Fallet Sibylle, Vesin Jean-Marc
Applied Signal Processing Group, Swiss Federal Institute of Technology, Lausanne, Switzerland.
Physiol Meas. 2017 Feb;38(2):155-170. doi: 10.1088/1361-6579/aa506e. Epub 2017 Jan 5.
Photoplethysmographic (PPG) signals are easily corrupted by motion artifacts when the subjects perform physical exercise. This paper introduces a two-step processing scheme to estimate heart rate (HR) from wrist-type PPG signals strongly corrupted by motion artifacts. Adaptive noise cancellation, using normalized least-mean-square algorithm, is first performed to attenuate motion artifacts and reconstruct multiple PPG waveforms from different combinations of corrupted PPG waveforms and accelerometer data. An adaptive band-pass filter is then used to track the common instantaneous frequency component (i.e. HR) of the reconstructed PPG waveforms. The proposed HR estimation scheme was evaluated on two datasets, composed of records from running subjects and subjects performing different kinds of arm/forearm movements and resulted in average absolute errors of 1.40 ± 0.60 and 4.28 ± 3.16 beats-per-minute for these two datasets, respectively. Importantly, the proposed method is fully automatic, induces an average estimation delay of 0.93 s, and is therefore suitable for real-time monitoring applications.

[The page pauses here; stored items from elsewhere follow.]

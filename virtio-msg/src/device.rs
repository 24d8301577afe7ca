//! The `VirtioDevice` capability (spec.md §1 "Out of scope ... concrete
//! virtio device implementations ... consumed through the `VirtioDevice`
//! capability", §4.6). The device-side proxy wraps one of these; it never
//! knows whether the device is a real net/blk backend or, as in tests, a
//! fixed-answer stub.
//!
//! Grounded in shape on `VirtIOBlk<H>`'s handler surface in
//! `examples/kern-crates-safe-virtio-drivers/virtio-drivers/src/device/block/mod.rs`
//! (feature negotiation, config read/write, queue setup), translated from
//! an MMIO-register surface to a method-call surface since there's no
//! register file to poll here — the bus messages already carry the
//! decoded operation.

use bitflags::bitflags;

use crate::error::Result;

bitflags! {
    /// Bits of the virtio device status byte (spec.md §4.8), grounded on
    /// `DeviceStatus` in
    /// `examples/kern-crates-safe-virtio-drivers/virtio-drivers/src/transport/mod.rs`.
    #[derive(Copy, Clone, Debug, Default, Eq, PartialEq)]
    pub struct DeviceStatus: u32 {
        const ACKNOWLEDGE = 1;
        const DRIVER = 2;
        const DRIVER_OK = 4;
        const FEATURES_OK = 8;
        const DEVICE_NEEDS_RESET = 64;
        const FAILED = 128;
    }
}

/// QEMU's virtio vendor id (`VIRTIO_MSG_VENDOR_ID` in the original; spec.md
/// §4.6 `DEVICE_INFO`).
pub const VENDOR_ID_QEMU: u32 = 0x554d_4551;
/// Protocol version this transport implements (spec.md §4.6 `DEVICE_INFO`).
pub const DEVICE_VERSION: u32 = 0x0000_01;

pub const VIRTIO_ID_NET: u32 = 0x01;

/// Upper bound on the number of virtqueues a device exposes (spec.md §4.9
/// queue-probe loop bound).
pub const VIRTIO_QUEUE_MAX: u32 = 1024;

/// The local virtio device a device-side proxy answers requests on behalf
/// of. Implementors own feature/config/queue state; the proxy owns the
/// wire protocol and the status state machine (spec.md §4.8) that gates
/// when `set_guest_features`/`set_queue` etc. are allowed to fire.
pub trait VirtioDevice {
    /// `device_id` reported in `DEVICE_INFO` (spec.md §9 Open Question (b):
    /// taken from the wrapped device, not hardcoded).
    fn device_id(&self) -> u32;

    /// The device's full 64-bit feature bitmap (spec.md §4.6 `GET_FEATURES`,
    /// grounded on `virtio_msg_pack_get_features_resp(&msg, 0, features)` in
    /// the original, which ignores the wire's feature-word index and always
    /// answers with the complete value).
    fn host_features(&self) -> u64;

    /// Commit negotiated features, called once `FEATURES_OK` is set (spec.md
    /// §4.8 step 2).
    fn set_guest_features(&mut self, features: u64);

    /// Current status byte as last applied by `apply_status`.
    fn status(&self) -> u32;

    /// Apply `status` and return the value the device actually holds
    /// afterward; the proxy asserts this equals the requested value
    /// (spec.md §4.8 step 3).
    fn apply_status(&mut self, status: u32) -> u32;

    fn config_generation(&self) -> u32;

    /// Read `size` (1, 2 or 4) bytes at `offset` from device config space.
    fn read_config(&self, offset: u32, size: u8) -> Result<u64>;

    /// Write `size` (1, 2 or 4) bytes at `offset` into device config space.
    fn write_config(&mut self, offset: u32, size: u8, data: u64) -> Result<()>;

    /// Maximum queue size for `index`, or 0 if the device doesn't expose
    /// that many queues (spec.md §4.6 `GET_VQUEUE`).
    fn queue_max_size(&self, index: u32) -> u32;

    /// Install ring addresses and enable a queue (spec.md §4.6
    /// `SET_VQUEUE`).
    fn set_queue(&mut self, index: u32, size: u32, desc: u64, driver: u64, device: u64);

    /// Disable a queue (spec.md §3 `RESET_VQUEUE`).
    fn reset_queue(&mut self, index: u32);

    /// The driver rang the doorbell for queue `index` (spec.md §4.6
    /// `EVENT_AVAIL`, gated by the proxy on `DRIVER_OK`).
    fn queue_notify(&mut self, index: u32);

    /// Zero whatever the device considers transient state; `guest_features`
    /// is reset by the proxy itself, not here (spec.md §4.8 step 5).
    fn soft_reset(&mut self);
}

/// Upward callbacks from the wrapped device into its proxy (spec.md §4.6
/// "Upward callbacks"). The device-side proxy implements this and hands
/// itself to the device at construction time.
pub trait DeviceEventSink {
    /// The device's used ring advanced for queue `index`.
    fn notify_queue(&mut self, index: u32) -> Result<()>;
    /// The device's config space changed.
    fn notify_config(&mut self) -> Result<()>;
}

/// The local guest's virtqueue manager, presented to a driver-side proxy by
/// the host virtualization framework (spec.md §1 "the host virtualization
/// framework ... treated as an opaque *virtio host*", §4.7 "presents a
/// synthesized local virtio device to a local guest"). The driver proxy
/// calls into this; it never constructs virtqueues itself.
pub trait VirtioHost {
    /// Create (or resize) a local virtqueue for `index` with `max_size`
    /// descriptors (spec.md §4.9 queue-probe loop).
    fn create_queue(&mut self, index: u32, max_size: u32);
    /// Remove a local virtqueue, a no-op if none exists for `index`
    /// (spec.md §4.9 "first delete all existing local queues").
    fn remove_queue(&mut self, index: u32);
    /// Force-notify the local virtqueue `index` (spec.md §4.7
    /// `EVENT_DEVICE`).
    fn notify_queue(&mut self, index: u32);
    /// Notify the guest of a config-space change (spec.md §4.7
    /// `EVENT_CONF`).
    fn notify_config(&mut self);
}

/// Fixed-answer test doubles for [`VirtioDevice`]/[`VirtioHost`], used by
/// this crate's own tests, the integration scenarios, and the demo binary.
/// Not gated behind `#[cfg(test)]` since the demo binary needs them too.
pub mod test_support {
    use super::*;

    /// A minimal stand-in device used by the proxy's own tests and the
    /// demo binary: one queue, a fixed 8-byte config space, no real
    /// backend I/O.
    pub struct StubDevice {
        pub device_id: u32,
        pub features: u64,
        pub status: u32,
        pub config: [u8; 8],
        pub generation: u32,
        pub queue_max: u32,
        pub queues: Vec<Option<(u32, u64, u64, u64)>>,
        pub notified: Vec<u32>,
    }

    impl StubDevice {
        pub fn new(device_id: u32, queue_count: usize, queue_max: u32) -> Self {
            StubDevice {
                device_id,
                features: (1u64 << 32) | 0x3, // VERSION_1 plus two legacy-ish bits
                status: 0,
                config: [0; 8],
                generation: 0,
                queue_max,
                queues: vec![None; queue_count],
                notified: Vec::new(),
            }
        }
    }

    impl VirtioDevice for StubDevice {
        fn device_id(&self) -> u32 {
            self.device_id
        }

        fn host_features(&self) -> u64 {
            self.features
        }

        fn set_guest_features(&mut self, features: u64) {
            self.features = features;
        }

        fn status(&self) -> u32 {
            self.status
        }

        fn apply_status(&mut self, status: u32) -> u32 {
            self.status = status;
            self.status
        }

        fn config_generation(&self) -> u32 {
            self.generation
        }

        fn read_config(&self, offset: u32, size: u8) -> Result<u64> {
            let off = offset as usize;
            let n = size as usize;
            let mut buf = [0u8; 8];
            buf[..n].copy_from_slice(&self.config[off..off + n]);
            Ok(u64::from_le_bytes(buf))
        }

        fn write_config(&mut self, offset: u32, size: u8, data: u64) -> Result<()> {
            let off = offset as usize;
            let n = size as usize;
            self.config[off..off + n].copy_from_slice(&data.to_le_bytes()[..n]);
            self.generation += 1;
            Ok(())
        }

        fn queue_max_size(&self, index: u32) -> u32 {
            if (index as usize) < self.queues.len() {
                self.queue_max
            } else {
                0
            }
        }

        fn set_queue(&mut self, index: u32, size: u32, desc: u64, driver: u64, device: u64) {
            if let Some(slot) = self.queues.get_mut(index as usize) {
                *slot = Some((size, desc, driver, device));
            }
        }

        fn reset_queue(&mut self, index: u32) {
            if let Some(slot) = self.queues.get_mut(index as usize) {
                *slot = None;
            }
        }

        fn queue_notify(&mut self, index: u32) {
            self.notified.push(index);
        }

        fn soft_reset(&mut self) {
            self.status = 0;
            for slot in &mut self.queues {
                *slot = None;
            }
            self.notified.clear();
        }
    }

    /// A minimal stand-in for the host virtualization framework, used by
    /// the driver proxy's own tests and the demo binary.
    #[derive(Default)]
    pub struct StubHost {
        pub queues: std::collections::BTreeMap<u32, u32>,
        pub queue_notifications: Vec<u32>,
        pub config_notifications: u32,
    }

    impl StubHost {
        pub fn new() -> Self {
            Self::default()
        }
    }

    impl super::VirtioHost for StubHost {
        fn create_queue(&mut self, index: u32, max_size: u32) {
            self.queues.insert(index, max_size);
        }

        fn remove_queue(&mut self, index: u32) {
            self.queues.remove(&index);
        }

        fn notify_queue(&mut self, index: u32) {
            self.queue_notifications.push(index);
        }

        fn notify_config(&mut self) {
            self.config_notifications += 1;
        }
    }
}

当受试者进行体育锻炼时,光电容积脉搏波描记(PPG)信号很容易受到运动伪影的干扰。本文介绍了一种两步处理方案,用于从受到严重运动伪影干扰的腕部PPG信号中估计心率(HR)。首先采用基于归一化最小均方算法的自适应噪声消除技术,以减弱运动伪影,并从受干扰的PPG波形和加速度计数据的不同组合中重建多个PPG波形。然后使用自适应带通滤波器来跟踪重建PPG波形的共同瞬时频率成分(即心率)。所提出的心率估计方案在两个数据集上进行了评估,这两个数据集分别由跑步受试者以及进行不同类型手臂/前臂运动的受试者的记录组成,对于这两个数据集,该方案的平均绝对误差分别为1.40 ± 0.60次/分钟和4.28 ± 3.16次/分钟。重要的是,所提出的方法是完全自动的,平均估计延迟为0.93秒,因此适用于实时监测应用。